When they finally pulled into the driveway, the house stood waiting in its usual calm, but after the hospital's constant noise the silence felt different -- softer, like a pause before something new. Mr. Rivers was already unlocking the front door, calling over his shoulder for Damien to leave the heavier bags for him. Maya stepped out slowly, helping her mother out of the car. The air smelled of rain from an earlier shower; the sky was a pale, dim gold.

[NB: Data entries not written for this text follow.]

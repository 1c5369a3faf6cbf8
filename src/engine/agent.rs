// Query Service
//
// Orchestrates one question end to end: input guard, intent resolution and
// handler execution, best-effort polishing, and the second-pass fictional-
// term guard. `answer` is total: every internal failure has already been
// converted to apology text by the time it returns, so the HTTP boundary
// never sees an error for any string input.

use std::sync::Arc;

use base64::engine::general_purpose::STANDARD as BASE64;
use base64::Engine as _;
use log::{info, warn};

use crate::atoms::constants::{CLARIFICATION_TEXT, FICTIONAL_GUARD_TEXT, FICTIONAL_TERMS};
use crate::atoms::types::{ChatResponse, PolishOutcome};
use crate::engine::config::AgentConfig;
use crate::engine::dataset::Dataset;
use crate::engine::polisher::Polisher;
use crate::engine::resolver::Resolver;

pub struct Agent {
    dataset: Arc<Dataset>,
    resolver: Resolver,
    polisher: Polisher,
}

impl Agent {
    pub fn new(dataset: Arc<Dataset>, config: &AgentConfig) -> Agent {
        Agent { dataset, resolver: Resolver::new(), polisher: Polisher::new(config) }
    }

    #[cfg(test)]
    pub(crate) fn with_parts(dataset: Arc<Dataset>, polisher: Polisher) -> Agent {
        Agent { dataset, resolver: Resolver::new(), polisher }
    }

    pub fn passenger_count(&self) -> usize {
        self.dataset.len()
    }

    /// Answer a natural-language question about the passenger dataset.
    pub async fn answer(&self, question: &str) -> ChatResponse {
        if question.trim().is_empty() {
            return ChatResponse { answer: CLARIFICATION_TEXT.to_string(), plot: None };
        }

        let result = self.resolver.run(question, &self.dataset);

        let answer = match self.polisher.polish(question, &result.text).await {
            PolishOutcome::Polished(text) => text,
            PolishOutcome::SkippedNoCredential => result.text.clone(),
            PolishOutcome::FailedTimeout => {
                warn!("[agent] polishing timed out; returning raw computed result");
                result.text.clone()
            }
            PolishOutcome::FailedError(e) => {
                warn!("[agent] polishing failed ({e}); returning raw computed result");
                result.text.clone()
            }
        };

        // Second-pass guard: fictional topics override whatever an earlier
        // stage produced, plot included. Deliberately a different term set
        // than the resolver's deny list (see DESIGN.md).
        let q = question.to_lowercase();
        if FICTIONAL_TERMS.iter().any(|t| q.contains(t)) {
            info!("[agent] fictional-term guard fired");
            return ChatResponse { answer: FICTIONAL_GUARD_TEXT.to_string(), plot: None };
        }

        ChatResponse { answer, plot: result.plot.map(|bytes| BASE64.encode(bytes)) }
    }
}

#[cfg(test)]
mod tests {
    use super::*;
    use crate::engine::dataset::fixtures::full_dataset;
    use std::time::Duration;

    /// Agent with polishing disabled (no credential), the fallback-law
    /// configuration: answers must equal the raw computed text exactly.
    fn offline_agent() -> Agent {
        let polisher = Polisher::for_tests("http://127.0.0.1:9", None, Duration::from_millis(50));
        Agent::with_parts(Arc::new(full_dataset()), polisher)
    }

    #[tokio::test]
    async fn test_empty_question_asks_for_clarification() {
        let agent = offline_agent();
        for q in ["", "   ", "\n\t"] {
            let response = agent.answer(q).await;
            assert_eq!(response.answer, CLARIFICATION_TEXT);
            assert!(response.plot.is_none());
        }
    }

    #[tokio::test]
    async fn test_fallback_law_answer_equals_raw_text() {
        let agent = offline_agent();
        let response = agent.answer("What percentage of passengers were male?").await;
        assert_eq!(response.answer, "64.76% of passengers were male.");
        assert!(response.plot.is_none());
    }

    #[tokio::test]
    async fn test_total_passenger_scenario() {
        let response = offline_agent().answer("How many total passengers?").await;
        assert_eq!(response.answer, "There were 891 total passengers on the Titanic.");
        assert!(response.plot.is_none());
    }

    #[tokio::test]
    async fn test_fictional_guard_overrides_everything() {
        let response = offline_agent().answer("Tell me about aliens").await;
        assert_eq!(response.answer, FICTIONAL_GUARD_TEXT);
        assert!(response.plot.is_none());
    }

    #[tokio::test]
    async fn test_non_fictional_deny_term_keeps_resolver_redirect() {
        let response = offline_agent().answer("what about the weather").await;
        assert!(response.answer.contains("found term 'weather'"), "got: {}", response.answer);
        assert!(response.plot.is_none());
    }

    #[tokio::test]
    async fn test_gibberish_gets_overview() {
        let response = offline_agent().answer("asdkj qwle").await;
        assert!(response.answer.starts_with("Titanic Dataset Overview"));
        assert!(response.plot.is_none());
    }

    #[tokio::test]
    async fn test_chart_answers_carry_base64_png() {
        let response = offline_agent().answer("show me a histogram of passenger ages").await;
        let plot = response.plot.expect("histogram answer must carry a plot");
        let bytes = BASE64.decode(plot.as_bytes()).expect("plot must be valid base64");
        assert_eq!(&bytes[..4], b"\x89PNG");
    }

    #[tokio::test]
    async fn test_idempotent_answers_without_polishing() {
        let agent = offline_agent();
        let a = agent.answer("survival rate by gender").await;
        let b = agent.answer("survival rate by gender").await;
        assert_eq!(a.answer, b.answer);
        assert_eq!(a.plot, b.plot, "charts must render byte-identically");
    }

    #[tokio::test]
    async fn test_timeout_law_returns_raw_text_within_envelope() {
        // Endpoint accepts and then stays silent; the deadline is injected
        // short so the test runs fast.
        let listener = tokio::net::TcpListener::bind("127.0.0.1:0").await.unwrap();
        let addr = listener.local_addr().unwrap();
        let _hold = tokio::spawn(async move {
            let mut sockets = Vec::new();
            loop {
                if let Ok((socket, _)) = listener.accept().await {
                    sockets.push(socket);
                }
            }
        });

        let polisher = Polisher::for_tests(
            &format!("http://{addr}"),
            Some("token"),
            Duration::from_millis(200),
        );
        let agent = Agent::with_parts(Arc::new(full_dataset()), polisher);

        let started = std::time::Instant::now();
        let response = agent.answer("How many total passengers?").await;
        assert_eq!(response.answer, "There were 891 total passengers on the Titanic.");
        assert!(started.elapsed() < Duration::from_secs(2));
    }
}
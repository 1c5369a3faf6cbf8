// titanic-agent — service entry point.
//
// Startup order matters: the dataset load is the one unrecoverable
// failure class, so it happens before the listener binds and aborts the
// process on error.

use std::sync::Arc;

use log::info;

use titanic_agent::{server, Agent, AgentConfig, Dataset};

#[tokio::main]
async fn main() -> anyhow::Result<()> {
    dotenv::dotenv().ok();
    env_logger::Builder::from_env(env_logger::Env::default().default_filter_or("info")).init();

    let config = AgentConfig::from_env();
    let dataset = Arc::new(Dataset::load(&config.csv_path)?);
    info!(
        "[main] agent ready: {} passengers, polishing {}",
        dataset.len(),
        if config.polish_token.is_some() { "enabled" } else { "disabled" }
    );

    let agent = Arc::new(Agent::new(dataset, &config));
    server::serve(agent, &config.bind_addr).await?;
    Ok(())
}
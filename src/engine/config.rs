// Agent configuration, read from the environment once at startup.
//
// The polishing token is the only secret; its absence DISABLES polishing
// rather than being an error. The polish timeout is a fixed constant and
// deliberately has no environment knob.

use crate::atoms::constants::{DEFAULT_POLISH_BASE_URL, DEFAULT_POLISH_MODEL};

#[derive(Debug, Clone)]
pub struct AgentConfig {
    /// Text-generation model id for answer polishing.
    pub polish_model: String,
    /// Credential for the polishing endpoint. `None` disables polishing.
    pub polish_token: Option<String>,
    /// OpenAI-compatible base URL of the polishing endpoint.
    pub polish_base_url: String,
    /// Path to the passenger manifest CSV.
    pub csv_path: String,
    /// Listen address for the HTTP boundary.
    pub bind_addr: String,
}

impl AgentConfig {
    pub fn from_env() -> Self {
        AgentConfig {
            polish_model: env_or("HF_MODEL", DEFAULT_POLISH_MODEL),
            polish_token: std::env::var("HUGGINGFACEHUB_API_TOKEN")
                .ok()
                .filter(|t| !t.trim().is_empty()),
            polish_base_url: env_or("HF_BASE_URL", DEFAULT_POLISH_BASE_URL),
            csv_path: env_or("TITANIC_CSV", "titanic.csv"),
            bind_addr: env_or("BIND_ADDR", "127.0.0.1:8000"),
        }
    }
}

fn env_or(key: &str, default: &str) -> String {
    std::env::var(key)
        .ok()
        .filter(|v| !v.trim().is_empty())
        .unwrap_or_else(|| default.to_string())
}

#[cfg(test)]
mod tests {
    use super::*;

    #[test]
    fn test_defaults_without_env() {
        // Scoped to variables the suite does not otherwise set.
        std::env::remove_var("HF_MODEL");
        std::env::remove_var("HF_BASE_URL");
        let cfg = AgentConfig::from_env();
        assert_eq!(cfg.polish_model, DEFAULT_POLISH_MODEL);
        assert_eq!(cfg.polish_base_url, DEFAULT_POLISH_BASE_URL);
    }
}
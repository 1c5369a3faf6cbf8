// Titanic Chat Agent — library root
//
// Layering (one-way, top to bottom):
//   server.rs  → thin HTTP boundary (axum routes, JSON marshaling)
//   engine/    → business logic: dataset store, handlers, resolver,
//                polisher, and the query-service orchestration
//   atoms/     → pure data types, error enum, constants; no I/O,
//                no imports from engine/

pub mod atoms;
pub mod engine;
pub mod server;

pub use atoms::error::{AgentError, AgentResult};
pub use engine::agent::Agent;
pub use engine::config::AgentConfig;
pub use engine::dataset::Dataset;
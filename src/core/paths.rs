//! Store, lock, audit, and config path resolution.

use crate::constants;
use crate::core::file_lock::FileLock;
use crate::core::store_file::parent_dir;
use std::env;
use std::path::PathBuf;

#[derive(Debug, Clone)]
pub struct StorePaths {
    pub store: PathBuf,
    pub store_lock: PathBuf,
    pub audit_log: PathBuf,
    pub audit_lock: PathBuf,
    pub config: PathBuf,
}

impl StorePaths {
    /// Resolve paths from CLI args, then env vars, then defaults.
    ///
    /// The store defaults to `passwords.json` in the working directory; the
    /// config and audit log live beside the store unless overridden.
    pub fn resolve(store_arg: Option<PathBuf>, config_arg: Option<PathBuf>) -> Self {
        let store = store_arg
            .or_else(|| env::var_os(constants::STORE_ENV).map(PathBuf::from))
            .unwrap_or_else(|| PathBuf::from(constants::DEFAULT_STORE_FILE));
        let mut paths = Self::from_store(store);
        if let Some(config) =
            config_arg.or_else(|| env::var_os(constants::CONFIG_ENV).map(PathBuf::from))
        {
            paths.config = config;
        }
        paths
    }

    pub fn from_store(store: PathBuf) -> Self {
        let dir = parent_dir(&store).to_path_buf();
        let audit_log = dir.join(constants::AUDIT_LOG_NAME);
        Self {
            store_lock: FileLock::lock_path_for(&store),
            audit_lock: FileLock::lock_path_for(&audit_log),
            config: dir.join(constants::CONFIG_FILE_NAME),
            audit_log,
            store,
        }
    }
}

impl std::fmt::Display for StorePaths {
    fn fmt(&self, f: &mut std::fmt::Formatter<'_>) -> std::fmt::Result {
        write!(f, "store@{}", self.store.display())
    }
}

#[cfg(test)]
mod tests {
    use super::*;

    #[test]
    fn test_from_store() {
        let paths = StorePaths::from_store(PathBuf::from("/data/passwords.json"));
        assert_eq!(paths.store, PathBuf::from("/data/passwords.json"));
        assert_eq!(paths.store_lock, PathBuf::from("/data/passwords.json.lock"));
        assert_eq!(paths.audit_log, PathBuf::from("/data/passkeep-audit.log"));
        assert_eq!(paths.audit_lock, PathBuf::from("/data/passkeep-audit.log.lock"));
        assert_eq!(paths.config, PathBuf::from("/data/passkeep.toml"));
    }

    #[test]
    fn test_bare_store_name_uses_working_directory() {
        let paths = StorePaths::from_store(PathBuf::from("passwords.json"));
        assert_eq!(paths.config, PathBuf::from("./passkeep.toml"));
    }

    #[test]
    fn test_explicit_args_win() {
        let paths = StorePaths::resolve(
            Some(PathBuf::from("/a/store.json")),
            Some(PathBuf::from("/b/custom.toml")),
        );
        assert_eq!(paths.store, PathBuf::from("/a/store.json"));
        assert_eq!(paths.config, PathBuf::from("/b/custom.toml"));
        assert_eq!(paths.audit_log, PathBuf::from("/a/passkeep-audit.log"));
    }

    #[test]
    fn test_display() {
        let paths = StorePaths::from_store(PathBuf::from("/data/passwords.json"));
        assert_eq!(paths.to_string(), "store@/data/passwords.json");
    }
}
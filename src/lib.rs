//! Password generator and local credential keeper.
//!
//! Generates passwords with guaranteed character classes and keeps
//! per-service credential digests in a JSON file gated by one master password.
//!
//! ## Modules
//! - `cli` — Command-line handlers
//! - `core` — Generator, credential store, strength scoring, audit trail
//! - `models` — Store file and config data structures

pub mod cli;
pub mod constants;
pub mod core;
pub mod error;
pub mod models;

pub use crate::core::generator::{CharacterSets, Generator, GeneratorOptions};
pub use crate::core::store::CredentialStore;
pub use crate::error::{Error, PersistenceError, Result};
pub use crate::models::credential::ServiceRecord;
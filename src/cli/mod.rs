//! CLI routing and command dispatch.

use crate::core::audit_log::{self, AuditEvent};
use crate::core::paths::StorePaths;
use crate::core::store::CredentialStore;
use crate::models::config::ConfigFile;
use anyhow::{Context, Result};
use clap::{ArgAction, Parser, Subcommand};
use std::path::PathBuf;
use tracing::{debug, warn};

pub mod audit;
pub mod find;
pub mod generate;
pub mod prompt;
pub mod verify;

/// Shared context passed to all command handlers.
pub struct CliContext {
    pub paths: StorePaths,
    pub non_interactive: bool,
    pub config: ConfigFile,
}

impl CliContext {
    pub fn open_store(&self) -> Result<CredentialStore> {
        CredentialStore::open_with_lock(&self.paths.store, &self.paths.store_lock)
            .with_context(|| format!("open store {}", self.paths.store.display()))
    }

    /// Append an audit entry if auditing is enabled. Failures only warn.
    pub fn audit(&self, event: AuditEvent) {
        if !self.config.policy.audit {
            return;
        }
        if let Err(e) = audit_log::record(&self.paths, event) {
            warn!("audit log failed: {:#}", e);
        }
    }
}

#[derive(Parser, Debug)]
#[command(name = "passkeep", version, about = "Password generator and local credential keeper")]
pub struct Cli {
    /// Store file (default: $PASSKEEP_STORE, else ./passwords.json)
    #[arg(long, global = true, value_name = "PATH")]
    pub store: Option<PathBuf>,

    /// Config file (default: $PASSKEEP_CONFIG, else passkeep.toml next to the store)
    #[arg(long, global = true, value_name = "PATH")]
    pub config: Option<PathBuf>,

    /// Read prompt answers from stdin, one line each
    #[arg(long, global = true, env = "PASSKEEP_NON_INTERACTIVE")]
    pub non_interactive: bool,

    /// Increase log verbosity (-v info, -vv debug, -vvv trace)
    #[arg(short, long, global = true, action = ArgAction::Count)]
    pub verbose: u8,

    #[command(subcommand)]
    pub command: Commands,
}

impl Cli {
    pub fn run(self) -> Result<()> {
        let paths = StorePaths::resolve(self.store, self.config);
        debug!(%paths, config = %paths.config.display(), "resolved paths");

        let config = crate::core::config::load(&paths.config)?;

        let ctx = CliContext {
            paths,
            non_interactive: self.non_interactive,
            config,
        };

        match self.command {
            Commands::Generate(args) => generate::run(&ctx, args),
            Commands::Find(args) => find::run(&ctx, args),
            Commands::Verify(args) => verify::run(&ctx, args),
            Commands::Audit { command } => audit::run(&ctx, command),
        }
    }
}

#[derive(Subcommand, Debug)]
pub enum Commands {
    /// Generate a password, optionally saving it to the store
    Generate(generate::GenerateArgs),
    /// Find stored services by name
    Find(find::FindArgs),
    /// Check a password against the stored one
    Verify(verify::VerifyArgs),
    /// View or verify the audit trail
    Audit {
        #[command(subcommand)]
        command: audit::AuditCommand,
    },
}

#[cfg(test)]
mod tests {
    use super::*;
    use clap::CommandFactory;

    #[test]
    fn test_cli_definition_is_valid() {
        Cli::command().debug_assert();
    }

    #[test]
    fn test_parse_generate_flags() {
        let cli = Cli::try_parse_from([
            "passkeep",
            "generate",
            "--length",
            "20",
            "--no-special",
            "--save",
        ])
        .unwrap();
        match cli.command {
            Commands::Generate(args) => {
                assert_eq!(args.length, Some(20));
                assert!(args.no_special);
                assert!(!args.no_digits);
                assert!(args.save);
            }
            other => panic!("unexpected command {:?}", other),
        }
    }

    #[test]
    fn test_global_store_after_subcommand() {
        let cli =
            Cli::try_parse_from(["passkeep", "find", "git", "--store", "/tmp/s.json", "-vv"]).unwrap();
        assert_eq!(cli.store, Some(PathBuf::from("/tmp/s.json")));
        assert_eq!(cli.verbose, 2);
    }

    #[test]
    fn test_unknown_command_rejected() {
        assert!(Cli::try_parse_from(["passkeep", "doctor"]).is_err());
    }

    #[test]
    fn test_verify_requires_service() {
        assert!(Cli::try_parse_from(["passkeep", "verify"]).is_err());
    }
}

Inside, everything was almost exactly as they'd left it: the muted living room, a few stacked envelopes on the console table, the faint scent of lemon polish. Ethan dropped his keys onto the counter and moved to open curtains while Maya guided her mother to the couch. Damien carried the last bag through the hall without a sound, setting it neatly beside the armchair before stepping back.
"Home again," Mr. Rivers said quietly, glancing around the room.
Maya looked at her mother's pale face, then at Damien's careful movements as he arranged a throw blanket over the couch arm. She opened her mouth, about to say something, when the sharp sound of a car horn cut through the stillness. Not loud, but pointed enough to draw every eye to the front windows.
"That'll be Tessa," Maya said under her breath, her voice giving the name shape and certainty before anyone could move. Her heart gave a tiny leap -- part relief, part dread at what questions might come spilling out of her friend.
Before anyone else reacted, Ethan was already halfway to the door, the quickness of his stride betraying how he'd been waiting for something to break the hush. He pulled the door open in one fluid motion.
And then he froze.
From Ethan's vantage point, the doorway filled with Tessa -- her hair caught in the afternoon light, strands lifting in the breeze, her eyes bright with a mixture of worry and determination. The trip must have been long; there was a faint flush on her cheeks, a travel bag slung over one shoulder. She looked nothing like a mere visitor at a threshold. To Ethan she looked, for a suspended heartbeat, like someone arriving to change the shape of the whole room. His fingers tightened on the edge of the door without meaning to, the world narrowing to the single image of her standing there, her gaze flicking past him to the interior of the house but landing on his face first.
The moment stretched, thick and unspoken, Ethan's pulse catching in his throat as he took her in. The smell of rain drifted in from behind her, and somewhere in the house Maya's voice called faintly, "Is it Tessa?"
But Ethan didn't answer right away. He was still looking at Tessa as though she were something he'd been waiting to see without knowing it, the sound of his own heartbeat filling his ears as the threshold between outside and in held them both in place.